Losing the Code War by Stephen Budiansky

Trei, Peter ptrei at rsasecurity.com
Wed Feb 13 19:50:14 EST 2002



> ----------
> From: 	marius[SMTP:marius.corbu at analog.com]
> Sent: 	Wednesday, February 13, 2002 6:50 PM
> To: 	Trei, Peter
> Cc: 	Joshua Hill; 'Ben Laurie'; cryptography at wasabisystems.com
> Subject: 	Re: Losing the Code War by Stephen Budiansky
> 
> "Trei, Peter" wrote:
> > 
> > > marius[SMTP:marius.corbu at analog.com] wrote:
> > >
> > > > marius wrote:
> > > > > Not quite true.

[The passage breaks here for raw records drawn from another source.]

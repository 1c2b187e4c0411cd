//! Handler groups: the route tree.
//!
//! A [`HandlerGroup`] holds an ordered list of middlewares and an ordered
//! list of routes. A route is either a **leaf** (predicates plus a handler)
//! or a **branch** (predicates plus a nested group).
//!
//! # Resolution
//!
//! Routes are tried depth-first in registration order. A route matches when
//! all of its predicates pass, evaluated left to right and stopping at the
//! first `false`. The first matching leaf wins; its chain is the middlewares
//! of every group on the path from the root, outermost first, followed by the
//! handler:
//!
//! ```text
//! root  use(auth)
//! ├── leaf [command_equal("start")]      ──▶ [auth, start]
//! ├── branch [any_callback_query()]  use(ack)
//! │   ├── leaf [callback_data_prefix("vote:")]  ──▶ [auth, ack, vote]
//! │   └── leaf [callback_data_equal("close")]   ──▶ [auth, ack, close]
//! └── leaf [any_message()]               ──▶ [auth, echo]
//! ```
//!
//! When a branch's predicates pass but none of its routes match, resolution
//! falls through to the branch's next sibling. A callback query with data
//! `"other"` above enters the branch, matches nothing there, and goes on to
//! try `any_message()`.
//!
//! A group's middlewares apply to everything in the group no matter when they
//! were registered relative to its routes.

use std::future::Future;
use std::iter;

use tracing::trace;

use telex_core::{CallbackQuery, ChatJoinRequest, ChosenInlineResult, InlineQuery, Message, Update};

use crate::context::Context;
use crate::error::HandlerResult;
use crate::handler::{BoxedHandler, into_handler, payload_handler};
use crate::predicate::Predicate;
use crate::predicates;

/// One entry of a group.
#[derive(Clone)]
enum Route {
    Leaf {
        predicates: Vec<Predicate>,
        handler: BoxedHandler,
    },
    Branch {
        predicates: Vec<Predicate>,
        group: HandlerGroup,
    },
}

impl Route {
    fn predicates(&self) -> &[Predicate] {
        match self {
            Self::Leaf { predicates, .. } | Self::Branch { predicates, .. } => predicates,
        }
    }
}

/// A node of the route tree.
#[derive(Clone, Default)]
pub struct HandlerGroup {
    middlewares: Vec<BoxedHandler>,
    routes: Vec<Route>,
}

impl HandlerGroup {
    /// Creates an empty group.
    pub fn new() -> Self {
        Self::default()
    }

    // ─── Registration ─────────────────────────────────────────────────────────

    /// Adds a route that runs `handler` when all `predicates` pass.
    ///
    /// With no predicates the route matches every update.
    pub fn handle<F, Fut>(
        &mut self,
        handler: F,
        predicates: impl IntoIterator<Item = Predicate>,
    ) -> &mut Self
    where
        F: Fn(Context, Update) -> Fut + Send + Sync + 'static,
        Fut: Future<Output = HandlerResult> + Send + 'static,
    {
        self.handle_boxed(into_handler(handler), predicates)
    }

    /// Adds a route with an already type-erased handler.
    pub fn handle_boxed(
        &mut self,
        handler: BoxedHandler,
        predicates: impl IntoIterator<Item = Predicate>,
    ) -> &mut Self {
        self.routes.push(Route::Leaf {
            predicates: predicates.into_iter().collect(),
            handler,
        });
        self
    }

    /// Adds an empty subgroup guarded by `predicates` and returns it for
    /// registration.
    pub fn group(&mut self, predicates: impl IntoIterator<Item = Predicate>) -> &mut HandlerGroup {
        self.nest(HandlerGroup::new(), predicates);
        match self.routes.last_mut() {
            Some(Route::Branch { group, .. }) => group,
            _ => unreachable!("a branch was just pushed"),
        }
    }

    /// Adds a pre-built subgroup guarded by `predicates`.
    pub fn nest(
        &mut self,
        group: HandlerGroup,
        predicates: impl IntoIterator<Item = Predicate>,
    ) -> &mut Self {
        self.routes.push(Route::Branch {
            predicates: predicates.into_iter().collect(),
            group,
        });
        self
    }

    /// Appends a middleware. It must call [`Context::next`] to continue the
    /// chain.
    pub fn use_middleware<F, Fut>(&mut self, middleware: F) -> &mut Self
    where
        F: Fn(Context, Update) -> Fut + Send + Sync + 'static,
        Fut: Future<Output = HandlerResult> + Send + 'static,
    {
        self.use_middleware_boxed(into_handler(middleware))
    }

    /// Appends an already type-erased middleware, such as the ones in
    /// [`crate::middleware`].
    pub fn use_middleware_boxed(&mut self, middleware: BoxedHandler) -> &mut Self {
        self.middlewares.push(middleware);
        self
    }

    /// Appends several middlewares in order.
    pub fn use_middlewares(&mut self, middlewares: impl IntoIterator<Item = BoxedHandler>) -> &mut Self {
        self.middlewares.extend(middlewares);
        self
    }

    // ─── Typed registration ──────────────────────────────────────────────────

    /// Handles new messages. The handler receives the message itself.
    pub fn handle_message<F, Fut>(
        &mut self,
        handler: F,
        predicates: impl IntoIterator<Item = Predicate>,
    ) -> &mut Self
    where
        F: Fn(Context, Message) -> Fut + Send + Sync + 'static,
        Fut: Future<Output = HandlerResult> + Send + 'static,
    {
        self.handle_boxed(
            payload_handler(|u| u.message, handler),
            iter::once(predicates::any_message()).chain(predicates),
        )
    }

    pub fn handle_edited_message<F, Fut>(
        &mut self,
        handler: F,
        predicates: impl IntoIterator<Item = Predicate>,
    ) -> &mut Self
    where
        F: Fn(Context, Message) -> Fut + Send + Sync + 'static,
        Fut: Future<Output = HandlerResult> + Send + 'static,
    {
        self.handle_boxed(
            payload_handler(|u| u.edited_message, handler),
            iter::once(predicates::any_edited_message()).chain(predicates),
        )
    }

    pub fn handle_channel_post<F, Fut>(
        &mut self,
        handler: F,
        predicates: impl IntoIterator<Item = Predicate>,
    ) -> &mut Self
    where
        F: Fn(Context, Message) -> Fut + Send + Sync + 'static,
        Fut: Future<Output = HandlerResult> + Send + 'static,
    {
        self.handle_boxed(
            payload_handler(|u| u.channel_post, handler),
            iter::once(predicates::any_channel_post()).chain(predicates),
        )
    }

    pub fn handle_edited_channel_post<F, Fut>(
        &mut self,
        handler: F,
        predicates: impl IntoIterator<Item = Predicate>,
    ) -> &mut Self
    where
        F: Fn(Context, Message) -> Fut + Send + Sync + 'static,
        Fut: Future<Output = HandlerResult> + Send + 'static,
    {
        self.handle_boxed(
            payload_handler(|u| u.edited_channel_post, handler),
            iter::once(predicates::any_edited_channel_post()).chain(predicates),
        )
    }

    /// Handles presses on inline keyboard buttons.
    pub fn handle_callback_query<F, Fut>(
        &mut self,
        handler: F,
        predicates: impl IntoIterator<Item = Predicate>,
    ) -> &mut Self
    where
        F: Fn(Context, CallbackQuery) -> Fut + Send + Sync + 'static,
        Fut: Future<Output = HandlerResult> + Send + 'static,
    {
        self.handle_boxed(
            payload_handler(|u| u.callback_query, handler),
            iter::once(predicates::any_callback_query()).chain(predicates),
        )
    }

    pub fn handle_inline_query<F, Fut>(
        &mut self,
        handler: F,
        predicates: impl IntoIterator<Item = Predicate>,
    ) -> &mut Self
    where
        F: Fn(Context, InlineQuery) -> Fut + Send + Sync + 'static,
        Fut: Future<Output = HandlerResult> + Send + 'static,
    {
        self.handle_boxed(
            payload_handler(|u| u.inline_query, handler),
            iter::once(predicates::any_inline_query()).chain(predicates),
        )
    }

    pub fn handle_chosen_inline_result<F, Fut>(
        &mut self,
        handler: F,
        predicates: impl IntoIterator<Item = Predicate>,
    ) -> &mut Self
    where
        F: Fn(Context, ChosenInlineResult) -> Fut + Send + Sync + 'static,
        Fut: Future<Output = HandlerResult> + Send + 'static,
    {
        self.handle_boxed(
            payload_handler(|u| u.chosen_inline_result, handler),
            iter::once(predicates::any_chosen_inline_result()).chain(predicates),
        )
    }

    pub fn handle_chat_join_request<F, Fut>(
        &mut self,
        handler: F,
        predicates: impl IntoIterator<Item = Predicate>,
    ) -> &mut Self
    where
        F: Fn(Context, ChatJoinRequest) -> Fut + Send + Sync + 'static,
        Fut: Future<Output = HandlerResult> + Send + 'static,
    {
        self.handle_boxed(
            payload_handler(|u| u.chat_join_request, handler),
            iter::once(predicates::any_chat_join_request()).chain(predicates),
        )
    }

    // ─── Resolution ───────────────────────────────────────────────────────────

    /// Finds the first route matching `update` and returns its chain:
    /// middlewares outermost first, then the handler. Returns `None` when no
    /// route matches.
    ///
    /// Resolution only reads the tree, so the same update always resolves to
    /// the same chain.
    pub fn resolve(&self, ctx: &Context, update: &Update) -> Option<Vec<BoxedHandler>> {
        let mut chain = Vec::new();
        self.resolve_into(ctx, update, 0, &mut chain).then_some(chain)
    }

    fn resolve_into(
        &self,
        ctx: &Context,
        update: &Update,
        depth: usize,
        chain: &mut Vec<BoxedHandler>,
    ) -> bool {
        let base = chain.len();
        chain.extend(self.middlewares.iter().cloned());

        for (index, route) in self.routes.iter().enumerate() {
            if !route.predicates().iter().all(|p| p.check(ctx, update)) {
                continue;
            }

            match route {
                Route::Leaf { handler, .. } => {
                    trace!(depth, route = index, "Route matched");
                    chain.push(handler.clone());
                    return true;
                }
                Route::Branch { group, .. } => {
                    if group.resolve_into(ctx, update, depth + 1, chain) {
                        return true;
                    }
                    trace!(depth, route = index, "No route in subgroup matched, falling through");
                }
            }
        }

        chain.truncate(base);
        false
    }

    // ─── Accessors ────────────────────────────────────────────────────────────

    /// Number of routes directly in this group.
    pub fn route_count(&self) -> usize {
        self.routes.len()
    }

    /// Number of middlewares directly on this group.
    pub fn middleware_count(&self) -> usize {
        self.middlewares.len()
    }

    /// Returns `true` if the group has no routes.
    pub fn is_empty(&self) -> bool {
        self.routes.is_empty()
    }
}

impl std::fmt::Debug for HandlerGroup {
    fn fmt(&self, f: &mut std::fmt::Formatter<'_>) -> std::fmt::Result {
        f.debug_struct("HandlerGroup")
            .field("middleware_count", &self.middlewares.len())
            .field("route_count", &self.routes.len())
            .finish()
    }
}
//! Exponential backoff settings.

use std::time::Duration;

use serde::{Deserialize, Serialize};

/// Backoff between failed polls.
///
/// The first retry waits `initial_delay_ms`; each further consecutive
/// failure multiplies the wait by `backoff_multiplier`, capped at
/// `max_delay_ms`. A success resets the wait.
#[derive(Debug, Clone, PartialEq, Serialize, Deserialize)]
#[serde(default)]
pub struct RetryConfig {
    pub initial_delay_ms: u64,
    pub max_delay_ms: u64,
    pub backoff_multiplier: f64,
}

impl Default for RetryConfig {
    fn default() -> Self {
        Self {
            initial_delay_ms: 1000,
            max_delay_ms: 30_000,
            backoff_multiplier: 2.0,
        }
    }
}

impl RetryConfig {
    pub fn initial_delay(&self) -> Duration {
        Duration::from_millis(self.initial_delay_ms)
    }

    pub fn max_delay(&self) -> Duration {
        Duration::from_millis(self.max_delay_ms)
    }

    /// Returns the wait that follows `current`. Saturates at `max_delay`.
    pub fn next_delay(&self, current: Duration) -> Duration {
        let max = self.max_delay();
        let scaled = current.as_secs_f64() * self.backoff_multiplier.max(1.0);
        Duration::try_from_secs_f64(scaled).map_or(max, |delay| delay.min(max))
    }
}
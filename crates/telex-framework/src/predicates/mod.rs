//! Ready-made predicates.
//!
//! Every function returns a [`Predicate`] that can be passed to
//! [`HandlerGroup::handle`](crate::HandlerGroup::handle) or
//! [`HandlerGroup::group`](crate::HandlerGroup::group).
//!
//! ```rust,ignore
//! use telex_framework::predicates::{any_message, command_equal, not, text_prefix};
//!
//! group.handle(start, [command_equal("start")]);
//! group.handle(echo, [any_message(), not(text_prefix("/"))]);
//! ```
//!
//! Text and command predicates look at `update.message` only, never at edited
//! messages or channel posts.

mod command;
mod text;

pub use command::{
    ParsedCommand, any_command, command_equal, command_equal_argc, command_equal_argv,
    parse_command,
};
pub use text::{
    any_message_with_text, text_contains, text_equal, text_equal_fold, text_matches,
    text_prefix, text_suffix,
};

use telex_core::ChatType;

use crate::predicate::Predicate;

// ============================================================================
// Combinators
// ============================================================================

/// Always `true`.
pub fn any() -> Predicate {
    Predicate::new(|_, _| true)
}

/// Always `false`.
pub fn none() -> Predicate {
    Predicate::new(|_, _| false)
}

/// `true` if every predicate is, evaluated left to right with short-circuit.
/// An empty list is `true`.
pub fn and(predicates: impl IntoIterator<Item = Predicate>) -> Predicate {
    let predicates: Vec<Predicate> = predicates.into_iter().collect();
    Predicate::new(move |ctx, update| predicates.iter().all(|p| p.check(ctx, update)))
}

/// `true` if any predicate is, evaluated left to right with short-circuit.
/// An empty list is `false`.
pub fn or(predicates: impl IntoIterator<Item = Predicate>) -> Predicate {
    let predicates: Vec<Predicate> = predicates.into_iter().collect();
    Predicate::new(move |ctx, update| predicates.iter().any(|p| p.check(ctx, update)))
}

/// Negates a predicate.
pub fn not(predicate: Predicate) -> Predicate {
    Predicate::new(move |ctx, update| !predicate.check(ctx, update))
}

// ============================================================================
// Update kinds
// ============================================================================

pub fn any_message() -> Predicate {
    Predicate::new(|_, update| update.message.is_some())
}

pub fn any_edited_message() -> Predicate {
    Predicate::new(|_, update| update.edited_message.is_some())
}

pub fn any_channel_post() -> Predicate {
    Predicate::new(|_, update| update.channel_post.is_some())
}

pub fn any_edited_channel_post() -> Predicate {
    Predicate::new(|_, update| update.edited_channel_post.is_some())
}

pub fn any_callback_query() -> Predicate {
    Predicate::new(|_, update| update.callback_query.is_some())
}

/// A callback query whose originating message is available.
pub fn any_callback_query_with_message() -> Predicate {
    Predicate::new(|_, update| {
        update
            .callback_query
            .as_ref()
            .is_some_and(|q| q.message.is_some())
    })
}

pub fn any_inline_query() -> Predicate {
    Predicate::new(|_, update| update.inline_query.is_some())
}

pub fn any_chosen_inline_result() -> Predicate {
    Predicate::new(|_, update| update.chosen_inline_result.is_some())
}

pub fn any_chat_join_request() -> Predicate {
    Predicate::new(|_, update| update.chat_join_request.is_some())
}

// ============================================================================
// Callback and inline queries
// ============================================================================

/// Callback query data equals `data`.
pub fn callback_data_equal(data: impl Into<String>) -> Predicate {
    let data = data.into();
    Predicate::new(move |_, update| callback_data(update) == Some(data.as_str()))
}

/// Callback query data starts with `prefix`.
pub fn callback_data_prefix(prefix: impl Into<String>) -> Predicate {
    let prefix = prefix.into();
    Predicate::new(move |_, update| callback_data(update).is_some_and(|d| d.starts_with(&prefix)))
}

/// Callback query data contains `needle`.
pub fn callback_data_contains(needle: impl Into<String>) -> Predicate {
    let needle = needle.into();
    Predicate::new(move |_, update| callback_data(update).is_some_and(|d| d.contains(&needle)))
}

/// Inline query text equals `query`.
pub fn inline_query_equal(query: impl Into<String>) -> Predicate {
    let query = query.into();
    Predicate::new(move |_, update| {
        update
            .inline_query
            .as_ref()
            .is_some_and(|q| q.query == query)
    })
}

/// Inline query text starts with `prefix`.
pub fn inline_query_prefix(prefix: impl Into<String>) -> Predicate {
    let prefix = prefix.into();
    Predicate::new(move |_, update| {
        update
            .inline_query
            .as_ref()
            .is_some_and(|q| q.query.starts_with(&prefix))
    })
}

// ============================================================================
// Chats
// ============================================================================

/// The message was sent in a chat of type `kind`.
pub fn message_chat_type(kind: ChatType) -> Predicate {
    Predicate::new(move |_, update| update.message.as_ref().is_some_and(|m| m.chat.kind == kind))
}

fn callback_data(update: &telex_core::Update) -> Option<&str> {
    update.callback_query.as_ref()?.data.as_deref()
}

#[cfg(test)]
mod tests {
    use super::*;
    use std::sync::Arc;
    use std::sync::atomic::{AtomicUsize, Ordering};
    use telex_core::{CallbackQuery, InlineQuery, Update};

    use crate::test_util::{context, text_update};

    fn counting(result: bool, counter: &Arc<AtomicUsize>) -> Predicate {
        let counter = Arc::clone(counter);
        Predicate::new(move |_, _| {
            counter.fetch_add(1, Ordering::SeqCst);
            result
        })
    }

    fn callback_update(data: &str) -> Update {
        Update {
            update_id: 1,
            callback_query: Some(CallbackQuery {
                id: "q".into(),
                data: Some(data.into()),
                ..Default::default()
            }),
            ..Default::default()
        }
    }

    #[test]
    fn test_combinators() {
        let ctx = context();
        let update = text_update(1, "hi");

        assert!(any().check(&ctx, &update));
        assert!(!none().check(&ctx, &update));
        assert!(and([any(), any()]).check(&ctx, &update));
        assert!(!and([any(), none()]).check(&ctx, &update));
        assert!(and([]).check(&ctx, &update));
        assert!(or([none(), any()]).check(&ctx, &update));
        assert!(!or([]).check(&ctx, &update));
        assert!(not(none()).check(&ctx, &update));
    }

    #[test]
    fn test_and_or_short_circuit() {
        let ctx = context();
        let update = text_update(1, "hi");
        let counter = Arc::new(AtomicUsize::new(0));

        assert!(!and([none(), counting(true, &counter)]).check(&ctx, &update));
        assert!(or([any(), counting(false, &counter)]).check(&ctx, &update));
        assert_eq!(counter.load(Ordering::SeqCst), 0);
    }

    #[test]
    fn test_kind_predicates() {
        let ctx = context();
        let message = text_update(1, "hi");
        let callback = callback_update("x");

        assert!(any_message().check(&ctx, &message));
        assert!(!any_message().check(&ctx, &callback));
        assert!(any_callback_query().check(&ctx, &callback));
        assert!(!any_callback_query_with_message().check(&ctx, &callback));
        assert!(!any_edited_message().check(&ctx, &message));
        assert!(!any_inline_query().check(&ctx, &message));
    }

    #[test]
    fn test_callback_data() {
        let ctx = context();
        let update = callback_update("vote:up");

        assert!(callback_data_equal("vote:up").check(&ctx, &update));
        assert!(callback_data_prefix("vote:").check(&ctx, &update));
        assert!(callback_data_contains(":u").check(&ctx, &update));
        assert!(!callback_data_equal("vote").check(&ctx, &update));
        assert!(!callback_data_prefix("vote:").check(&ctx, &text_update(1, "vote:up")));
    }

    #[test]
    fn test_inline_query() {
        let ctx = context();
        let update = Update {
            update_id: 2,
            inline_query: Some(InlineQuery {
                id: "i".into(),
                query: "gif cats".into(),
                ..Default::default()
            }),
            ..Default::default()
        };

        assert!(inline_query_prefix("gif").check(&ctx, &update));
        assert!(inline_query_equal("gif cats").check(&ctx, &update));
        assert!(!inline_query_equal("gif").check(&ctx, &update));
    }

    #[test]
    fn test_message_chat_type() {
        let ctx = context();
        let update = text_update(1, "hi");

        assert!(message_chat_type(ChatType::Private).check(&ctx, &update));
        assert!(!message_chat_type(ChatType::Group).check(&ctx, &update));
    }
}
//! Configuration for the Telex runtime.
//!
//! Layered loading with figment ([`ConfigLoader`]), the schema
//! ([`TelexConfig`]) and its validation ([`validate_config`]).

pub mod error;
pub mod loader;
pub mod schema;
pub mod validation;

pub use error::{ConfigError, ConfigResult};
pub use loader::{ConfigLoader, Profile};
pub use schema::{
    BotConfig, DispatcherSettings, LogFormat, LogLevel, LogOutput, LogRotation, LoggingConfig,
    LongPollingSettings, SpanEventConfig, TelexConfig, UpdatesConfig, WebhookSettings,
};
pub use validation::validate_config;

Encrypting each message twice would not increase
> the
> > > > > "effective" key size to 112 bits.
> > > > > There is an attack named "meet in the middle" which will make the
> > > > > effective key size to be just 63 bits.
> > > >
> > > > Peter Trei wrote:
> > > > > Don't forget that the MITM attack (which Schneier claims
> > > > > takes 2^(2n) = 2^112 time), also requires 2^56 blocks
> > > > > of storage.
> > > > [...]
> > > > > I don't lose sleep over MITM attacks on 3DES.
> > >
> > > 2^57 operations, with 2^56 blocks of storage manipulation can be
> > > approximated to: 2^56 * log(2^56) + 2^56 * log(2^56) = 2^62 + 2^62 =
> > > 2^63
> > >
> > > Betting on storage as a show stopper is not a good idea, regardless of
> > > sleep pattern.
> > >
> > > Marius
> > >
> > Oh, I totally agree - my first followup (Feb 4) read:
> > 
> > - start quote -
> > 
> > Either way, my point stands: any attack which requires 2^56 blocks
> > of storage is probably intractable for the time being, imho. 10 years
> > from now, I'm not so sure.
> > 
> > - end quote -
> > 
> > The expansion of storage over the last 20 years is even more
> > astonishing than the  speedup of microprocessors. The first IBM
> > PC to ship with a HD (PC-XT ~1983) had a 5 Mb drive. When I
> > worked for Columbia U, undergraduates were given about 50kb
> > of diskquota for a semester.
> > 
> > Nevertheless, 2^56 blocks of centralized storage is a lot, and
> > will remain a lot for a while.
> > 
> > Peter Trei
> 
> So let say that I don't have 2^56 blocks of centralized storage, but I
> have 2^40. Now by independently guessing 16 bits of each Key1 and Key2,
> I will need only 2^(56-16) = 2^40 blocks of centralized storage . But
> the attack must be run now over 2^16 * 2^16 pairs of such tables to
> allow all possible key pairs. So the time is on order of 2^(2*16) *
> 2^(56-16) = 2^72.
> 
> That means that I can make an time-memory tradeoff, such that it will
> accommodate my resources. 
> 
> Marius
> 
Well, I guess your resources include a LOT of time. 2^72 test
decryptions....
Lets be optimistic. Lets assume you can do a test every clockcycle, and
your cracker is running at 1GHz. How long would it take you to do 2^72
tests???

About 150,000 years, if my math is correct.

If Moore's Law holds out, you might get an answer in 20-30 years, for a
single message. (Subsequent ones would be a lot faster).

But it's all moot - no one who knows what they are doing uses 1 or 2 
key DES, and even 3 key DES is only being put in new apps until 
folks are more confident with 128+bit AES.